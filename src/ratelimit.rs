//! Shared-resource policy gates at the API layer: a per-IP token-bucket
//! limiter (delegated to `session_store::RateLimiter`, backed by the KV
//! store) and a process-wide semaphore bounding concurrent in-flight query
//! pipelines.

use std::sync::Arc;

use tokio::sync::{OwnedSemaphorePermit, Semaphore, SemaphorePermit};

/// Guards the configured number of concurrent query pipelines. Exceeding the
/// bucket returns 429 (handled by the caller via `RateLimiter`); exceeding
/// this semaphore blocks until a slot frees.
pub struct ConcurrentQueryGate {
    semaphore: Arc<Semaphore>,
}

impl ConcurrentQueryGate {
    pub fn new(max_concurrent: usize) -> Self {
        ConcurrentQueryGate { semaphore: Arc::new(Semaphore::new(max_concurrent.max(1))) }
    }

    pub async fn acquire(&self) -> SemaphorePermit<'_> {
        self.semaphore
            .acquire()
            .await
            .expect("query gate semaphore never closes")
    }

    /// `'static` permit for holding across a `tokio::spawn` boundary, as the
    /// chat handler does while the pipeline streams.
    pub async fn acquire_owned(&self) -> OwnedSemaphorePermit {
        self.semaphore
            .clone()
            .acquire_owned()
            .await
            .expect("query gate semaphore never closes")
    }
}

#[cfg(test)]
mod tests {
    use super::*;

    #[tokio::test]
    async fn gate_admits_up_to_configured_concurrency() {
        let gate = ConcurrentQueryGate::new(2);
        let _a = gate.acquire().await;
        let _b = gate.acquire().await;
        let third = tokio::time::timeout(std::time::Duration::from_millis(50), gate.acquire()).await;
        assert!(third.is_err(), "third acquire should block while two permits are held");
    }
}
//! The five ingestion stages run strictly in order for a single
//! codebase: Validate -> Acquire -> Parse+Redact+Chunk -> Secret-scan
//! report -> Embed+Index, each one wrapped in a `tracing` span.

use std::sync::Arc;

use rayon::prelude::*;
use uuid::Uuid;

use crate::acquire::{self, AcquiredMap, Source};
use crate::config::Config;
use crate::db::CodebaseRepository;
use crate::embeddings::EmbeddingProvider;
use crate::error::AppError;
use crate::model::{ChunkKind, CodeChunk, CodebaseStatus};
use crate::parse::{self, ChunkerConfig};
use crate::secrets;
use crate::vector_index::VectorIndex;

use super::workflow::{CancelToken, RetryPolicy, StatusSink, WorkflowStatus};

pub struct StageContext {
    pub db: Arc<CodebaseRepository>,
    pub vector_index: Arc<dyn VectorIndex>,
    pub embeddings: Arc<dyn EmbeddingProvider>,
    pub config: Arc<Config>,
}

/// Runs the full pipeline for one codebase, publishing a `WorkflowStatus`
/// checkpoint after every stage. Never panics out of the spawned task:
/// every failure is folded into a `Failed` status and a `codebases.status`
/// update instead.
pub async fn run_ingestion(
    ctx: StageContext,
    codebase_id: Uuid,
    source: Source,
    status: Arc<dyn StatusSink>,
    cancel: CancelToken,
) {
    crate::metrics::record_ingestion_started();
    if let Err(err) = run_ingestion_inner(&ctx, codebase_id, source, &status, &cancel).await {
        tracing::error!(codebase_id = %codebase_id, error = %err, "ingestion failed");
        crate::metrics::record_ingestion_failed();
        let message = crate::error::sanitize(&err.to_string());
        let _ = ctx
            .db
            .update_codebase_status(codebase_id, CodebaseStatus::Failed, 0, 0, Some(&message))
            .await;
        status
            .publish(WorkflowStatus {
                step: "failed".to_string(),
                progress: 1.0,
                error: Some(message),
                ..Default::default()
            })
            .await;
    }
}

async fn run_ingestion_inner(
    ctx: &StageContext,
    codebase_id: Uuid,
    source: Source,
    status: &Arc<dyn StatusSink>,
    cancel: &CancelToken,
) -> Result<(), AppError> {
    // --- Validate -----------------------------------------------------
    ctx.db
        .update_codebase_status(codebase_id, CodebaseStatus::Processing, 0, 0, None)
        .await?;
    status
        .publish(WorkflowStatus { step: "validating".to_string(), progress: 0.1, ..Default::default() })
        .await;
    if cancel.is_cancelled() {
        return Err(AppError::Cancelled);
    }

    // --- Acquire --------------------------------------------------------
    status
        .publish(WorkflowStatus { step: "acquiring".to_string(), progress: 0.15, ..Default::default() })
        .await;
    let max_bytes = ctx.config.max_archive_size_bytes;
    let acquired: AcquiredMap =
        tokio::task::spawn_blocking(move || acquire::acquire(codebase_id, source, max_bytes))
            .await
            .map_err(|e| AppError::Internal(anyhow::anyhow!(e)))??;
    let total_files = acquired.len() as u32;
    if cancel.is_cancelled() {
        return Err(AppError::Cancelled);
    }

    // --- Parse + Redact + Chunk ------------------------------------------
    status
        .publish(WorkflowStatus {
            step: "chunking".to_string(),
            progress: 0.3,
            files_total: total_files,
            ..Default::default()
        })
        .await;

    let chunker_config =
        ChunkerConfig { min_tokens: ctx.config.chunk_min_tokens, max_tokens: ctx.config.chunk_max_tokens };
    let enable_secret_detection = ctx.config.enable_secret_detection;
    let max_file_size_bytes = ctx.config.max_file_size_bytes;

    let files: Vec<(String, String)> =
        acquired.into_iter().map(|(path, file)| (path, file.content)).collect();

    let (chunks, secrets_found, languages, size_bytes): (Vec<CodeChunk>, u32, Vec<String>, u64) =
        tokio::task::spawn_blocking(move || {
            let per_file: Vec<(Vec<CodeChunk>, usize, Option<String>, u64)> = files
                .par_iter()
                .map(|(path, content)| {
                    let (content, scan) = if enable_secret_detection {
                        secrets::redact(content, max_file_size_bytes)
                    } else {
                        (content.clone(), secrets::SecretScanResult::default())
                    };
                    let chunks = parse::chunk_file(codebase_id, path, &content, &chunker_config);
                    let language = chunks.first().map(|c| c.language.clone());
                    (chunks, scan.total_count, language, content.len() as u64)
                })
                .collect();

            let mut all_chunks = Vec::new();
            let mut secrets_found = 0usize;
            let mut languages: Vec<String> = Vec::new();
            let mut size_bytes = 0u64;
            for (chunks, count, language, bytes) in per_file {
                all_chunks.extend(chunks);
                secrets_found += count;
                size_bytes += bytes;
                if let Some(lang) = language {
                    if !languages.contains(&lang) {
                        languages.push(lang);
                    }
                }
            }
            all_chunks.sort_by(|a, b| (a.file_path.as_str(), a.line_start).cmp(&(b.file_path.as_str(), b.line_start)));
            (all_chunks, secrets_found as u32, languages, size_bytes)
        })
        .await
        .map_err(|e| AppError::Internal(anyhow::anyhow!(e)))?;

    status
        .publish(WorkflowStatus {
            step: "chunking".to_string(),
            progress: 0.5,
            files_total: total_files,
            chunks_created: chunks.len() as u32,
            secrets_found,
            ..Default::default()
        })
        .await;

    let primary_language = most_common_language(&chunks);
    ctx.db
        .update_languages_and_secrets(
            codebase_id,
            primary_language.as_deref(),
            &languages,
            size_bytes,
            secrets_found,
            None,
        )
        .await?;

    if cancel.is_cancelled() {
        return Err(AppError::Cancelled);
    }

    // --- Secret-scan report ----------------------------------------------
    status
        .publish(WorkflowStatus {
            step: "secret_scan_complete".to_string(),
            progress: 0.6,
            files_total: total_files,
            chunks_created: chunks.len() as u32,
            secrets_found,
            ..Default::default()
        })
        .await;
    if secrets_found > 0 {
        tracing::warn!(codebase_id = %codebase_id, count = secrets_found, "redacted secrets before embedding");
    }

    // --- Embed + Index ----------------------------------------------------
    let retry = RetryPolicy::from_config(&ctx.config);
    let batch_size = ctx.config.embedding_batch_size.max(1);
    let mut embedded_chunks = chunks;
    let total_batches = embedded_chunks.len().div_ceil(batch_size).max(1);

    for (batch_idx, batch) in embedded_chunks.chunks_mut(batch_size).enumerate() {
        if cancel.is_cancelled() {
            return Err(AppError::Cancelled);
        }
        let texts: Vec<String> = batch.iter().map(|c| c.content.clone()).collect();
        let embeddings_client = ctx.embeddings.clone();
        let started = std::time::Instant::now();
        let vectors = retry.run(|| {
            let embeddings_client = embeddings_client.clone();
            let texts = texts.clone();
            async move { embeddings_client.embed(&texts).await }
        }).await?;
        crate::metrics::record_embedding_call(started.elapsed().as_secs_f64());

        if vectors.len() != batch.len() {
            return Err(AppError::CodebaseProcessing(
                "embedding provider returned a mismatched vector count".to_string(),
            ));
        }
        for (chunk, vector) in batch.iter_mut().zip(vectors) {
            chunk.embedding = Some(vector);
        }

        let index = ctx.vector_index.clone();
        let to_add = batch.to_vec();
        let started = std::time::Instant::now();
        retry.run(|| {
            let index = index.clone();
            let to_add = to_add.clone();
            async move { index.add(&to_add).await }
        }).await?;
        crate::metrics::record_vector_index_call(started.elapsed().as_secs_f64());

        status
            .publish(WorkflowStatus {
                step: "embedding".to_string(),
                progress: 0.6 + 0.3 * ((batch_idx + 1) as f32 / total_batches as f32),
                files_processed: total_files,
                files_total: total_files,
                chunks_created: embedded_chunks.len() as u32,
                secrets_found,
                ..Default::default()
            })
            .await;

        if batch_idx + 1 < total_batches {
            tokio::time::sleep(std::time::Duration::from_millis(100)).await;
        }
    }

    ctx.db
        .update_codebase_status(codebase_id, CodebaseStatus::Completed, total_files, total_files, None)
        .await?;
    crate::metrics::record_ingestion_completed(embedded_chunks.len() as u64, secrets_found as u64);

    status
        .publish(WorkflowStatus {
            step: "completed".to_string(),
            progress: 1.0,
            files_processed: total_files,
            files_total: total_files,
            chunks_created: embedded_chunks.len() as u32,
            secrets_found,
            summary: format!(
                "{} files, {} chunks, {} secrets redacted",
                total_files,
                embedded_chunks.len(),
                secrets_found
            ),
            message: "ingestion complete".to_string(),
            error: None,
        })
        .await;
    Ok(())
}

fn most_common_language(chunks: &[CodeChunk]) -> Option<String> {
    use std::collections::HashMap;
    let mut counts: HashMap<&str, usize> = HashMap::new();
    for chunk in chunks {
        *counts.entry(chunk.language.as_str()).or_insert(0) += 1;
    }
    counts.into_iter().max_by_key(|(_, n)| *n).map(|(lang, _)| lang.to_string())
}

#[cfg(test)]
mod tests {
    use super::*;

    #[test]
    fn most_common_language_picks_the_majority() {
        let mut chunks = Vec::new();
        for lang in ["python", "python", "rust"] {
            chunks.push(CodeChunk {
                id: Uuid::new_v4(),
                codebase_id: Uuid::new_v4(),
                file_path: "a".into(),
                line_start: 1,
                line_end: 2,
                content: String::new(),
                language: lang.to_string(),
                kind: ChunkKind::Function,
                name: None,
                docstring: None,
                dependencies: None,
                parent_class: None,
                complexity: None,
                embedding: None,
                metadata: Default::default(),
                truncated: false,
            });
        }
        assert_eq!(most_common_language(&chunks), Some("python".to_string()));
    }
}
--------------------
• **What the task requires**
Collect every line from the records above that contains the word "RetryPolicy".

• **Output**
use super::workflow::{CancelToken, RetryPolicy, StatusSink, WorkflowStatus};
    let retry = RetryPolicy::from_config(&ctx.config);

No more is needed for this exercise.